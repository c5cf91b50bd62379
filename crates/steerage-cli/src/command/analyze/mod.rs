//! Full analysis command
//!
//! Runs the phases in order on one passenger table: load, inspect, clean,
//! univariate and bivariate plots, correlation and outliers, hypothesis tests
//! and export. Every phase prints its progress; tables and plots go to the
//! figures directory as PNG.

mod bivariate;
mod clean;
mod export;
mod hypothesis;
pub(super) mod inspect;
pub(super) mod load;
mod outliers;
pub(super) mod reporter;
mod univariate;

use std::path::PathBuf;

use anyhow::Context;
use clap::Args;
use serde::Serialize;
use steerage_render::figures::FigureWriter;
use steerage_stats::outliers::DEFAULT_IQR_FACTOR;
use steerage_table::clean::CleaningReport;
use tracing::info;

use self::{
    export::ExportSummary, hypothesis::HypothesisSummary, outliers::OutlierSummary,
    reporter::Reporter,
};
use crate::util::Output;

#[derive(Debug, Clone, Args)]
pub(crate) struct AnalyzeArg {
    /// Passenger CSV with the Kaggle Titanic train columns
    #[arg(long, default_value = "data/train.csv")]
    pub input: PathBuf,
    /// Directory for table and plot images
    #[arg(long, default_value = "figures")]
    pub figures_dir: PathBuf,
    /// Directory for the cleaned and encoded CSV files
    #[arg(long, default_value = ".")]
    pub output_dir: PathBuf,
    /// Rows kept in rendered tables; longer tables are truncated
    #[arg(long, default_value_t = 30)]
    pub max_table_rows: usize,
    /// Number of bins of the age histogram
    #[arg(long, default_value_t = 30)]
    pub hist_bins: usize,
    /// IQR multiplier of the outlier fences and box plot whiskers
    #[arg(long, default_value_t = DEFAULT_IQR_FACTOR)]
    pub iqr_k: f64,
    /// Write a JSON summary of the run to this path (`-` for stdout)
    #[arg(long)]
    pub summary_json: Option<PathBuf>,
}

impl Default for AnalyzeArg {
    fn default() -> Self {
        Self {
            input: PathBuf::from("data/train.csv"),
            figures_dir: PathBuf::from("figures"),
            output_dir: PathBuf::from("."),
            max_table_rows: 30,
            hist_bins: 30,
            iqr_k: DEFAULT_IQR_FACTOR,
            summary_json: None,
        }
    }
}

/// Machine-readable record of one run.
#[derive(Debug, Clone, Serialize)]
struct AnalysisSummary {
    input: PathBuf,
    shape_raw: (usize, usize),
    shape_clean: (usize, usize),
    cleaning: CleaningReport,
    outliers: Vec<OutlierSummary>,
    tests: HypothesisSummary,
    export: ExportSummary,
    figures: Vec<PathBuf>,
}

pub(crate) fn run(arg: &AnalyzeArg) -> anyhow::Result<()> {
    let AnalyzeArg {
        input,
        figures_dir,
        output_dir,
        max_table_rows,
        hist_bins,
        iqr_k,
        summary_json,
    } = arg;

    let figures = FigureWriter::create(figures_dir).with_context(|| {
        format!("Failed to prepare figures directory: {}", figures_dir.display())
    })?;
    let mut reporter = Reporter::with_figures(figures, *max_table_rows);

    let mut table = load::run(input, &mut reporter)?;
    let shape_raw = table.shape();
    inspect::run(&table, &mut reporter)?;
    let cleaning = clean::run(&mut table, &mut reporter)?;
    univariate::run(&table, *hist_bins, &mut reporter)?;
    bivariate::run(&table, *iqr_k, &mut reporter)?;
    let outliers = outliers::run(&table, *iqr_k, &mut reporter)?;
    let tests = hypothesis::run(&table, &mut reporter)?;
    let export = export::run(&table, output_dir)?;
    info!(
        figures = reporter.written().len(),
        rows = table.row_count(),
        "analysis finished"
    );

    if let Some(path) = summary_json {
        let summary = AnalysisSummary {
            input: input.clone(),
            shape_raw,
            shape_clean: table.shape(),
            cleaning,
            outliers,
            tests,
            export,
            figures: reporter.written().to_vec(),
        };
        Output::save_json(&summary, path)?;
    }
    Ok(())
}
use std::{
    fs::File,
    io::{self, BufWriter, StdoutLock, Write as _},
    path::{Path, PathBuf},
};

use anyhow::Context;

/// Destination of machine-readable output: stdout or a file.
#[derive(Debug)]
pub enum Output {
    Stdout {
        writer: StdoutLock<'static>,
    },
    File {
        writer: BufWriter<File>,
        path: PathBuf,
    },
}

impl Output {
    pub fn save_json<T>(value: &T, output_path: &Path) -> anyhow::Result<()>
    where
        T: serde::Serialize,
    {
        let mut output = Output::from_output_path(output_path)?;
        output.write_json(value)
    }

    /// `-` selects stdout, anything else is a file path.
    pub fn from_output_path(output_path: &Path) -> anyhow::Result<Self> {
        if output_path == Path::new("-") {
            Ok(Output::stdout())
        } else {
            Output::open(output_path.to_owned())
        }
    }

    pub fn stdout() -> Self {
        Output::Stdout {
            writer: io::stdout().lock(),
        }
    }

    pub fn open(path: PathBuf) -> anyhow::Result<Self> {
        let file = File::create(&path)
            .with_context(|| format!("Failed to create output file: {}", path.display()))?;
        Ok(Output::File {
            writer: BufWriter::new(file),
            path,
        })
    }

    pub fn display_path(&self) -> String {
        match self {
            Output::Stdout { .. } => "stdout".to_string(),
            Output::File { path, .. } => path.display().to_string(),
        }
    }

    pub fn write_json<T>(&mut self, value: T) -> anyhow::Result<()>
    where
        T: serde::Serialize,
    {
        serde_json::to_writer_pretty(&mut *self, &value)
            .with_context(|| format!("Failed to write JSON to {}", self.display_path()))?;
        writeln!(&mut *self).with_context(|| {
            format!(
                "Failed to write newline after JSON to {}",
                self.display_path()
            )
        })?;
        self.flush()
            .with_context(|| format!("Failed to flush output to {}", self.display_path()))?;
        Ok(())
    }
}

impl io::Write for Output {
    fn write(&mut self, buf: &[u8]) -> io::Result<usize> {
        match self {
            Output::Stdout { writer } => writer.write(buf),
            Output::File { writer, .. } => writer.write(buf),
        }
    }

    fn flush(&mut self) -> io::Result<()> {
        match self {
            Output::Stdout { writer } => writer.flush(),
            Output::File { writer, .. } => writer.flush(),
        }
    }
}

#[cfg(test)]
mod tests {
    use super::*;

    #[test]
    fn test_dash_selects_stdout() {
        let output = Output::from_output_path(Path::new("-")).unwrap();
        assert_eq!(output.display_path(), "stdout");
    }

    #[test]
    fn test_save_json_to_file() {
        let tmp = tempfile::tempdir().unwrap();
        let path = tmp.path().join("summary.json");
        Output::save_json(&serde_json::json!({ "rows": 891 }), &path).unwrap();
        let text = std::fs::read_to_string(&path).unwrap();
        assert_eq!(text, "{\n  \"rows\": 891\n}\n");
    }

    #[test]
    fn test_open_reports_path() {
        let tmp = tempfile::tempdir().unwrap();
        let path = tmp.path().join("missing/summary.json");
        let err = Output::open(path.clone()).unwrap_err();
        assert!(
            err.to_string().contains(&path.display().to_string()),
            "{err}"
        );
    }
}
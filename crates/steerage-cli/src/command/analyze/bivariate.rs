use std::collections::BTreeMap;

use steerage_render::chart::{self, Labels};
use steerage_stats::outliers::BoxStats;
use steerage_table::{Field, PassengerTable, inspect::Crosstab};
use tracing::debug;

use super::reporter::Reporter;

pub(super) fn run(
    table: &PassengerTable,
    iqr_k: f64,
    reporter: &mut Reporter,
) -> anyhow::Result<()> {
    println!();
    println!("== BIVARIATE ==");
    if let (Some(fare), Some(survived)) = (table.floats(Field::Fare), table.ints(Field::Survived)) {
        let groups = group_by_key(survived, fare)
            .into_iter()
            .filter_map(|(key, values)| Some((key.to_string(), BoxStats::new(values, iqr_k)?)))
            .collect::<Vec<_>>();
        let image = chart::box_plot(&groups, &Labels::new("Fare by survival", "survived", "fare"));
        reporter.plot("plot_box_fare_survived", &image)?;
    } else {
        debug!("fare or survived missing, skipping fare box plot");
    }

    if let Some(crosstab) = Crosstab::new(table, Field::Sex, Field::Survived) {
        let image = chart::grouped_bars(
            &crosstab.row_labels,
            &crosstab.col_labels,
            &crosstab.counts,
            Field::Survived.name(),
            &Labels::new("Survival by sex", "sex", "count"),
        );
        reporter.plot("plot_count_sex_survived", &image)?;
    } else {
        debug!("sex or survived missing, skipping survival by sex");
    }
    Ok(())
}

/// Non-null `values` grouped by non-null `keys`, in ascending key order.
pub(super) fn group_by_key(
    keys: &[Option<i64>],
    values: &[Option<f64>],
) -> BTreeMap<i64, Vec<f64>> {
    let mut groups = BTreeMap::<i64, Vec<f64>>::new();
    for (key, value) in keys.iter().zip(values) {
        if let (Some(key), Some(value)) = (key, value) {
            groups.entry(*key).or_default().push(*value);
        }
    }
    groups
}

#[cfg(test)]
mod tests {
    use super::*;

    #[test]
    fn test_group_by_key_drops_nulls() {
        let keys = [Some(1), Some(0), None, Some(1)];
        let values = [Some(71.28), Some(7.25), Some(8.05), None];
        let groups = group_by_key(&keys, &values);
        assert_eq!(groups.len(), 2);
        assert_eq!(groups[&0], [7.25]);
        assert_eq!(groups[&1], [71.28]);
    }
}
//! The passenger table

use crate::{
    column::{Cell, Column, ColumnData},
    report::ReportFrame,
    schema::Field,
};

/// Row-per-passenger table with typed, nullable columns.
///
/// Columns are kept in [`Field`] declaration order. Every row carries its
/// original position in `index`, so rows keep their labels after duplicate
/// removal.
#[derive(Debug, Clone, PartialEq, Default)]
pub struct PassengerTable {
    columns: Vec<Column>,
    index: Vec<usize>,
}

impl PassengerTable {
    /// Builds a table from columns of equal length.
    ///
    /// # Panics
    ///
    /// Panics if the columns differ in length or a field appears twice.
    #[must_use]
    pub fn new(columns: Vec<Column>) -> Self {
        let rows = columns.first().map_or(0, |c| c.data.len());
        let mut table = Self {
            columns: vec![],
            index: (0..rows).collect(),
        };
        for column in columns {
            assert!(
                !table.has(column.field),
                "duplicate column '{}'",
                column.field
            );
            table.set_column(column);
        }
        table
    }

    /// (rows, columns)
    #[must_use]
    pub fn shape(&self) -> (usize, usize) {
        (self.index.len(), self.columns.len())
    }

    #[must_use]
    pub fn row_count(&self) -> usize {
        self.index.len()
    }

    /// Original row labels.
    #[must_use]
    pub fn index(&self) -> &[usize] {
        &self.index
    }

    #[must_use]
    pub fn columns(&self) -> &[Column] {
        &self.columns
    }

    pub fn fields(&self) -> impl Iterator<Item = Field> + '_ {
        self.columns.iter().map(|c| c.field)
    }

    #[must_use]
    pub fn has(&self, field: Field) -> bool {
        self.column(field).is_some()
    }

    #[must_use]
    pub fn has_all(&self, fields: &[Field]) -> bool {
        fields.iter().all(|f| self.has(*f))
    }

    #[must_use]
    pub fn column(&self, field: Field) -> Option<&Column> {
        self.columns.iter().find(|c| c.field == field)
    }

    pub fn column_mut(&mut self, field: Field) -> Option<&mut Column> {
        self.columns.iter_mut().find(|c| c.field == field)
    }

    /// Inserts a column at its schema position, replacing any column of the
    /// same field.
    ///
    /// # Panics
    ///
    /// Panics if the column length differs from the table's row count.
    pub fn set_column(&mut self, column: Column) {
        assert_eq!(
            column.data.len(),
            self.index.len(),
            "column '{}' length must match row count",
            column.field
        );
        match self.columns.binary_search_by_key(&column.field, |c| c.field) {
            Ok(pos) => self.columns[pos] = column,
            Err(pos) => self.columns.insert(pos, column),
        }
    }

    /// Integer values of a column, if it exists and stores integers.
    #[must_use]
    pub fn ints(&self, field: Field) -> Option<&[Option<i64>]> {
        match &self.column(field)?.data {
            ColumnData::Int(values) => Some(values),
            _ => None,
        }
    }

    /// Float values of a column, if it exists and stores floats.
    #[must_use]
    pub fn floats(&self, field: Field) -> Option<&[Option<f64>]> {
        match &self.column(field)?.data {
            ColumnData::Float(values) => Some(values),
            _ => None,
        }
    }

    /// Category values of a column, if it exists and is categorical.
    #[must_use]
    pub fn categories(&self, field: Field) -> Option<&[Option<String>]> {
        match &self.column(field)?.data {
            ColumnData::Category(values) => Some(values),
            _ => None,
        }
    }

    /// Numeric view of any int or float column.
    #[must_use]
    pub fn numeric(&self, field: Field) -> Option<Vec<Option<f64>>> {
        self.column(field)?.data.to_f64()
    }

    /// Keeps the rows whose mask entry is `true`.
    ///
    /// # Panics
    ///
    /// Panics if the mask length differs from the row count.
    pub fn retain_rows(&mut self, mask: &[bool]) {
        assert_eq!(mask.len(), self.index.len(), "mask length must match rows");
        for column in &mut self.columns {
            column.data.retain_rows(mask);
        }
        let mut keep = mask.iter();
        self.index
            .retain(|_| keep.next().copied().unwrap_or(false));
    }

    #[must_use]
    pub fn row(&self, row: usize) -> Vec<Cell> {
        self.columns.iter().map(|c| c.data.cell(row)).collect()
    }

    /// The first `n` rows as a report frame.
    #[must_use]
    pub fn head(&self, n: usize) -> ReportFrame {
        let mut frame = ReportFrame::new(self.columns.iter().map(Column::name));
        for row in 0..n.min(self.row_count()) {
            frame.push_row(self.index[row], self.row(row));
        }
        frame
    }

    /// Column types as a report frame (`dtype` column).
    #[must_use]
    pub fn dtypes(&self) -> ReportFrame {
        ReportFrame::from_series(
            "dtype",
            self.columns
                .iter()
                .map(|c| (c.name(), c.data.kind().to_string())),
        )
    }

    /// Row and column counts as a report frame.
    #[must_use]
    pub fn shape_frame(&self) -> ReportFrame {
        let (rows, cols) = self.shape();
        ReportFrame::from_series("value", [("rows", rows), ("cols", cols)])
    }
}

#[cfg(test)]
mod tests {
    use super::*;

    fn table() -> PassengerTable {
        PassengerTable::new(vec![
            Column::new(Field::Fare, ColumnData::Float(vec![Some(7.25), Some(71.28)])),
            Column::new(Field::Survived, ColumnData::Int(vec![Some(0), Some(1)])),
        ])
    }

    #[test]
    fn test_columns_follow_schema_order() {
        let table = table();
        assert_eq!(
            table.fields().collect::<Vec<_>>(),
            [Field::Survived, Field::Fare]
        );
        assert_eq!(table.shape(), (2, 2));
    }

    #[test]
    fn test_set_column_replaces() {
        let mut table = table();
        table.set_column(Column::new(
            Field::Survived,
            ColumnData::Int(vec![Some(1), Some(1)]),
        ));
        assert_eq!(table.shape(), (2, 2));
        assert_eq!(table.ints(Field::Survived), Some(&[Some(1), Some(1)][..]));
    }

    #[test]
    fn test_retain_rows_keeps_labels() {
        let mut table = table();
        table.retain_rows(&[false, true]);
        assert_eq!(table.index(), [1]);
        assert_eq!(table.floats(Field::Fare), Some(&[Some(71.28)][..]));
        let head = table.head(5);
        assert_eq!(head.index, ["1"]);
    }

    #[test]
    fn test_typed_accessors() {
        let table = table();
        assert!(table.floats(Field::Survived).is_none());
        assert!(table.ints(Field::Age).is_none());
        assert_eq!(table.numeric(Field::Survived), Some(vec![Some(0.0), Some(1.0)]));
    }

    #[test]
    fn test_dtypes_and_shape_frames() {
        let table = table();
        let dtypes = table.dtypes();
        assert_eq!(dtypes.index, ["survived", "fare"]);
        assert_eq!(dtypes.rows[1], [Cell::from("float64")]);
        let shape = table.shape_frame();
        assert_eq!(shape.rows, [[Cell::Int(2)], [Cell::Int(2)]]);
    }
}
use clap::{Parser, Subcommand};

use self::{analyze::AnalyzeArg, inspect::InspectArg};

mod analyze;
mod inspect;

#[derive(Debug, Clone, Parser)]
#[command(author, version, about, long_about = None)]
pub struct CommandArgs {
    /// What to run; defaults to the full analysis
    #[command(subcommand)]
    mode: Option<Mode>,
}

#[derive(Debug, Clone, Subcommand)]
enum Mode {
    /// Run the whole pipeline and write figures, CSVs and the summary
    Analyze(#[clap(flatten)] AnalyzeArg),
    /// Load the passenger table and print the inspection phase only
    Inspect(#[clap(flatten)] InspectArg),
}

pub fn run() -> anyhow::Result<()> {
    let args = CommandArgs::parse();
    match args.mode.unwrap_or(Mode::Analyze(AnalyzeArg::default())) {
        Mode::Analyze(arg) => analyze::run(&arg)?,
        Mode::Inspect(arg) => inspect::run(&arg)?,
    }
    Ok(())
}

EXERCISE OBJECTIVE:
Select and copy every line of the material that holds the string "find".

ANSWER BELOW:
        self.columns.iter().find(|c| c.field == field)
        self.columns.iter_mut().find(|c| c.field == field)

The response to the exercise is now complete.